Executive Summary (About Self)
He has strong research background based on speech recognition, noise robust acoustic feature extraction, audio-visual speech recognition. Has rich experience of working in a team actively and collaboratively, and also strong motivation to advancement of speech technology research.

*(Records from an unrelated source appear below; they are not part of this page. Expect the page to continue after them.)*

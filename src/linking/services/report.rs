//! Outcome records produced by the linking services.

use crate::linking::{
    domain::{SectionGid, TaskGid, Target},
    ports::TrackerError,
};
use chrono::{DateTime, Utc};
use uuid::Uuid;

/// Result of reconciling one task against one target.
#[derive(Debug, Clone)]
pub enum TargetOutcome {
    /// The task was added to the target section.
    Moved {
        /// Section the task now belongs to.
        section: SectionGid,
    },
    /// The task already sat in the target section; nothing was changed.
    AlreadyInPlace,
    /// The task is not a member of the target project.
    ProjectNotFound,
    /// The target project has no section with the target name.
    SectionNotFound,
    /// A remote call failed while processing this target.
    Error(TrackerError),
}

impl TargetOutcome {
    /// Returns a short stable label for logs and reports.
    #[must_use]
    pub const fn as_str(&self) -> &'static str {
        match self {
            Self::Moved { .. } => "moved",
            Self::AlreadyInPlace => "already_in_place",
            Self::ProjectNotFound => "project_not_found",
            Self::SectionNotFound => "section_not_found",
            Self::Error(_) => "error",
        }
    }

    /// Returns `true` when a remote call failed.
    #[must_use]
    pub const fn is_error(&self) -> bool {
        matches!(self, Self::Error(_))
    }
}

/// Outcome for one target, paired with the target itself.
#[derive(Debug, Clone)]
pub struct TargetReport {
    /// The desired placement.
    pub target: Target,
    /// What reconciliation did about it.
    pub outcome: TargetOutcome,
}

/// Result of the comment step for one task.
#[derive(Debug, Clone)]
pub enum CommentOutcome {
    /// No comment text was configured; no remote call was made.
    NoOp,
    /// The comment was posted.
    Posted,
    /// An identical comment already existed, so none was posted.
    SkippedDuplicate,
    /// Listing or posting comments failed.
    Error(TrackerError),
}

impl CommentOutcome {
    /// Returns a short stable label for logs and reports.
    #[must_use]
    pub const fn as_str(&self) -> &'static str {
        match self {
            Self::NoOp => "no_op",
            Self::Posted => "posted",
            Self::SkippedDuplicate => "skipped_duplicate",
            Self::Error(_) => "error",
        }
    }

    /// Returns `true` when a remote call failed.
    #[must_use]
    pub const fn is_error(&self) -> bool {
        matches!(self, Self::Error(_))
    }
}

/// Everything done for one task reference.
#[derive(Debug, Clone)]
pub struct TaskReport {
    /// The referenced task.
    pub task: TaskGid,
    /// One entry per target, in target input order.
    pub targets: Vec<TargetReport>,
    /// Comment step result.
    pub comment: CommentOutcome,
}

impl TaskReport {
    /// Returns `true` when any target or the comment step hit a remote error.
    #[must_use]
    pub fn has_remote_error(&self) -> bool {
        self.comment.is_error() || self.targets.iter().any(|report| report.outcome.is_error())
    }
}

/// Result of one orchestrator run.
#[derive(Debug, Clone)]
pub struct RunReport {
    /// Correlation id recorded on the run's tracing span.
    pub run_id: Uuid,
    /// When the run started.
    pub started_at: DateTime<Utc>,
    /// When every task had completed.
    pub finished_at: DateTime<Utc>,
    /// One entry per task reference, in extraction order.
    pub tasks: Vec<TaskReport>,
}

impl RunReport {
    /// Returns `true` when no task reference was found.
    #[must_use]
    pub fn is_empty(&self) -> bool {
        self.tasks.is_empty()
    }

    /// Counts tasks that recorded at least one remote error.
    #[must_use]
    pub fn failed_task_count(&self) -> usize {
        self.tasks
            .iter()
            .filter(|task| task.has_remote_error())
            .count()
    }

    /// Counts target outcomes matching `predicate` across all tasks.
    #[must_use]
    pub fn count_targets(&self, predicate: impl Fn(&TargetOutcome) -> bool) -> usize {
        self.tasks
            .iter()
            .flat_map(|task| task.targets.iter())
            .filter(|report| predicate(&report.outcome))
            .count()
    }
}
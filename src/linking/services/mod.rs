//! Application services for pull-request-to-task linking.

mod comment;
mod orchestrate;
mod reconcile;
mod report;
mod section_cache;

pub use comment::{CommentAppender, CommentPolicy};
pub use orchestrate::{LinkOrchestrator, OrchestratorConfig, RunError};
pub use reconcile::TaskReconciler;
pub use report::{CommentOutcome, RunReport, TargetOutcome, TargetReport, TaskReport};
pub use section_cache::SectionCache;
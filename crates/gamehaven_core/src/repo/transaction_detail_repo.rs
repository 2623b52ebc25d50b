//! Transaction line-item repository.

use super::{collect_rows, expect_changed, RepoResult};
use crate::model::transaction::{TransactionDetail, TransactionDetailId, TransactionId};
use rusqlite::{params, Connection, Row};

/// Repository interface for sale lines.
pub trait TransactionDetailRepository {
    fn insert_detail(&self, detail: &TransactionDetail) -> RepoResult<TransactionDetailId>;
    /// Inserts every line under `transaction_id`, ignoring each line's own
    /// `transaction_id`. Returns generated ids in input order.
    fn insert_details(
        &self,
        transaction_id: TransactionId,
        details: &[TransactionDetail],
    ) -> RepoResult<Vec<TransactionDetailId>>;
    fn list_details_by_transaction(
        &self,
        transaction_id: TransactionId,
    ) -> RepoResult<Vec<TransactionDetail>>;
    fn delete_detail(&self, id: TransactionDetailId) -> RepoResult<()>;
}

/// SQLite-backed line-item repository.
pub struct SqliteTransactionDetailRepository<'conn> {
    conn: &'conn Connection,
}

impl<'conn> SqliteTransactionDetailRepository<'conn> {
    pub fn new(conn: &'conn Connection) -> Self {
        Self { conn }
    }
}

impl TransactionDetailRepository for SqliteTransactionDetailRepository<'_> {
    fn insert_detail(&self, detail: &TransactionDetail) -> RepoResult<TransactionDetailId> {
        self.conn.execute(
            "INSERT INTO transaction_details (transaction_id, game_id, price, qty)
             VALUES (?1, ?2, ?3, ?4);",
            params![
                detail.transaction_id,
                detail.game_id,
                detail.price,
                detail.qty
            ],
        )?;
        Ok(self.conn.last_insert_rowid())
    }

    fn insert_details(
        &self,
        transaction_id: TransactionId,
        details: &[TransactionDetail],
    ) -> RepoResult<Vec<TransactionDetailId>> {
        let mut stmt = self.conn.prepare_cached(
            "INSERT INTO transaction_details (transaction_id, game_id, price, qty)
             VALUES (?1, ?2, ?3, ?4);",
        )?;
        let mut ids = Vec::with_capacity(details.len());
        for detail in details {
            stmt.execute(params![
                transaction_id,
                detail.game_id,
                detail.price,
                detail.qty
            ])?;
            ids.push(self.conn.last_insert_rowid());
        }
        Ok(ids)
    }

    fn list_details_by_transaction(
        &self,
        transaction_id: TransactionId,
    ) -> RepoResult<Vec<TransactionDetail>> {
        collect_rows(
            self.conn,
            "SELECT id, transaction_id, game_id, price, qty
             FROM transaction_details
             WHERE transaction_id = ?1
             ORDER BY id ASC;",
            [transaction_id],
            parse_detail_row,
        )
    }

    fn delete_detail(&self, id: TransactionDetailId) -> RepoResult<()> {
        let changed = self
            .conn
            .execute("DELETE FROM transaction_details WHERE id = ?1;", [id])?;
        expect_changed(changed, "transaction detail", id)
    }
}

fn parse_detail_row(row: &Row<'_>) -> RepoResult<TransactionDetail> {
    Ok(TransactionDetail {
        id: row.get("id")?,
        transaction_id: row.get("transaction_id")?,
        game_id: row.get("game_id")?,
        price: row.get("price")?,
        qty: row.get("qty")?,
    })
}
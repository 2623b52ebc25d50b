//! Download history facade.

use crate::model::download_history::{DownloadHistory, DownloadHistoryId};
use crate::model::game::GameId;
use crate::model::user::UserId;
use crate::repo::download_history_repo::{
    DownloadHistoryRepository, SqliteDownloadHistoryRepository,
};
use crate::repo::RepoResult;
use crate::store::{LiveQuery, Store, Table};

#[derive(Clone)]
pub struct DownloadHistoryFacade {
    store: Store,
}

impl DownloadHistoryFacade {
    pub fn new(store: Store) -> Self {
        Self { store }
    }

    pub async fn record(&self, entry: DownloadHistory) -> RepoResult<DownloadHistoryId> {
        self.store
            .write(&[Table::DownloadHistory], move |conn| {
                SqliteDownloadHistoryRepository::new(conn).insert_history(&entry)
            })
            .await
    }

    pub async fn delete(&self, id: DownloadHistoryId) -> RepoResult<()> {
        self.store
            .write(&[Table::DownloadHistory], move |conn| {
                SqliteDownloadHistoryRepository::new(conn).delete_history(id)
            })
            .await
    }

    pub async fn find(
        &self,
        user_id: UserId,
        game_id: GameId,
    ) -> RepoResult<Option<DownloadHistory>> {
        self.store
            .read(move |conn| {
                SqliteDownloadHistoryRepository::new(conn).find_by_user_and_game(user_id, game_id)
            })
            .await
    }

    pub async fn count_for_user(&self, user_id: UserId) -> RepoResult<i64> {
        self.store
            .read(move |conn| SqliteDownloadHistoryRepository::new(conn).count_by_user(user_id))
            .await
    }

    pub async fn by_user(&self, user_id: UserId) -> RepoResult<LiveQuery<Vec<DownloadHistory>>> {
        self.store
            .live(&[Table::DownloadHistory], move |conn| {
                SqliteDownloadHistoryRepository::new(conn).list_by_user(user_id)
            })
            .await
    }

    pub async fn by_game(&self, game_id: GameId) -> RepoResult<LiveQuery<Vec<DownloadHistory>>> {
        self.store
            .live(&[Table::DownloadHistory], move |conn| {
                SqliteDownloadHistoryRepository::new(conn).list_by_game(game_id)
            })
            .await
    }
}
//! Multi-statement use-cases composed from per-entity repositories.
//!
//! # Responsibility
//! - Run flows that touch several tables inside one SQLite transaction.
//! - Keep facades free of transaction bookkeeping.

pub mod library_service;
pub mod purchase_service;
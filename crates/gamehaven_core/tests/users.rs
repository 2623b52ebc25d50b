use gamehaven_core::db::open_db_in_memory;
use gamehaven_core::repo::user_repo::{SqliteUserRepository, UserRepository};
use gamehaven_core::{RepoError, User, UserRole};

#[test]
fn login_returns_the_matching_account() {
    let conn = open_db_in_memory().unwrap();
    let repo = SqliteUserRepository::new(&conn);
    let admin_id = repo
        .insert_user(&User::new("Farr", "farr@gmail.com", "123", UserRole::Admin))
        .unwrap();
    repo.insert_user(&User::new("shir", "shir@gmail.com", "123", UserRole::Regular))
        .unwrap();

    let user = repo.login("farr@gmail.com", "123").unwrap().unwrap();
    assert_eq!(user.id, admin_id);
    assert_eq!(user.username, "Farr");
    assert!(user.is_admin());
}

#[test]
fn login_is_exact_and_case_sensitive() {
    let conn = open_db_in_memory().unwrap();
    let repo = SqliteUserRepository::new(&conn);
    repo.insert_user(&User::new("Farr", "farr@gmail.com", "Secret", UserRole::Admin))
        .unwrap();

    assert!(repo.login("farr@gmail.com", "secret").unwrap().is_none());
    assert!(repo.login("FARR@gmail.com", "Secret").unwrap().is_none());
    assert!(repo.login("farr@gmail.com ", "Secret").unwrap().is_none());
    assert!(repo.login("nobody@gmail.com", "Secret").unwrap().is_none());
    assert!(repo.login("farr@gmail.com", "Secret").unwrap().is_some());
}

#[test]
fn role_counts_add_up() {
    let conn = open_db_in_memory().unwrap();
    let repo = SqliteUserRepository::new(&conn);
    repo.insert_user(&User::new("a", "a@x.com", "p", UserRole::Admin))
        .unwrap();
    repo.insert_user(&User::new("b", "b@x.com", "p", UserRole::Regular))
        .unwrap();
    repo.insert_user(&User::new("c", "c@x.com", "p", UserRole::Regular))
        .unwrap();

    assert_eq!(repo.count_users().unwrap(), 3);
    assert_eq!(repo.count_users_by_role(UserRole::Admin).unwrap(), 1);
    assert_eq!(repo.count_users_by_role(UserRole::Regular).unwrap(), 2);

    let regulars = repo.list_users_by_role(UserRole::Regular).unwrap();
    let names: Vec<&str> = regulars.iter().map(|u| u.username.as_str()).collect();
    assert_eq!(names, vec!["c", "b"]);
}

#[test]
fn list_users_is_newest_first() {
    let conn = open_db_in_memory().unwrap();
    let repo = SqliteUserRepository::new(&conn);
    let first = repo
        .insert_user(&User::new("first", "1@x.com", "p", UserRole::Regular))
        .unwrap();
    let second = repo
        .insert_user(&User::new("second", "2@x.com", "p", UserRole::Regular))
        .unwrap();

    let ids: Vec<i64> = repo.list_users().unwrap().iter().map(|u| u.id).collect();
    assert_eq!(ids, vec![second, first]);
}

#[test]
fn search_matches_username_or_email_case_insensitively() {
    let conn = open_db_in_memory().unwrap();
    let repo = SqliteUserRepository::new(&conn);
    repo.insert_user(&User::new("Farr", "farr@gmail.com", "p", UserRole::Admin))
        .unwrap();
    repo.insert_user(&User::new("shir", "shir@studio.io", "p", UserRole::Regular))
        .unwrap();

    let by_name = repo.search_users("FAR").unwrap();
    assert_eq!(by_name.len(), 1);
    assert_eq!(by_name[0].username, "Farr");

    let by_email = repo.search_users("studio").unwrap();
    assert_eq!(by_email.len(), 1);
    assert_eq!(by_email[0].username, "shir");

    assert!(repo.search_users("%").unwrap().is_empty());
    assert_eq!(repo.search_users("").unwrap().len(), 2);
}

#[test]
fn insert_with_existing_id_overwrites_in_place() {
    let conn = open_db_in_memory().unwrap();
    let repo = SqliteUserRepository::new(&conn);
    let id = repo
        .insert_user(&User::new("shir", "shir@gmail.com", "123", UserRole::Regular))
        .unwrap();

    let mut changed = repo.get_user(id).unwrap().unwrap();
    changed.username = "Shir".to_string();
    changed.photo = Some("/photos/shir.png".to_string());
    assert_eq!(repo.insert_user(&changed).unwrap(), id);

    assert_eq!(repo.count_users().unwrap(), 1);
    assert_eq!(repo.get_user(id).unwrap(), Some(changed));
}

#[test]
fn update_and_delete_report_missing_rows() {
    let conn = open_db_in_memory().unwrap();
    let repo = SqliteUserRepository::new(&conn);
    let mut ghost = User::new("ghost", "ghost@x.com", "p", UserRole::Regular);
    ghost.id = 404;

    assert!(matches!(
        repo.update_user(&ghost).unwrap_err(),
        RepoError::NotFound { entity: "user", id: 404 }
    ));
    assert!(repo.delete_user(404).unwrap_err().is_not_found());
}

#[test]
fn update_changes_role_and_find_by_email_sees_it() {
    let conn = open_db_in_memory().unwrap();
    let repo = SqliteUserRepository::new(&conn);
    let id = repo
        .insert_user(&User::new("shir", "shir@gmail.com", "123", UserRole::Regular))
        .unwrap();

    let mut promoted = repo.get_user(id).unwrap().unwrap();
    promoted.role = UserRole::Admin;
    repo.update_user(&promoted).unwrap();

    let found = repo.find_by_email("shir@gmail.com").unwrap().unwrap();
    assert_eq!(found.role, UserRole::Admin);
    assert!(repo.find_by_email("SHIR@gmail.com").unwrap().is_none());
}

The continuous research on speech technology has helped him acquire unique skills and in-depth understanding on HMMs, MFCC, and Wavelets etc. He has extracted both audio and visual features. For example, a paper on Hindi phoneme-viseme recognition from continuous speech was published at Int. J. Signal and Imaging Systems Engineering- Inderscience in 2013. Another paper on hybrid features for speaker independent Hindi digits recognition using HTK toolkit was published in 2013. His recent work of audio visual based feature fusion approach for speech recognition was published in 2015. To summarize, he has published 11 journal papers and 5 International conferences including reputed ones like ICDIP and FRSM on speech processing area.
The long years of experience on using HTK, Matlab, Praat’s helped him to develop his skill on speech recognition area, thus he can give a series of in-depth talks on recent trends of speech recognition. Within HTK framework, he can use other features extracted from MATLAB. His audio visual based features enhanced the performance of speech recognizer by a significant margin compared to the traditional features.
Besides investigation on HMM theory and speech recognition fundamentals and its implementation in HTK, he has frequently updated his knowledge on recent trends on speech technology.
He has directed interns or freshman on several speech recognition projects for Hindi speech recognition, and he is a consultant of speech recognition in his team. Communication skills are well demonstrated through our collaboration.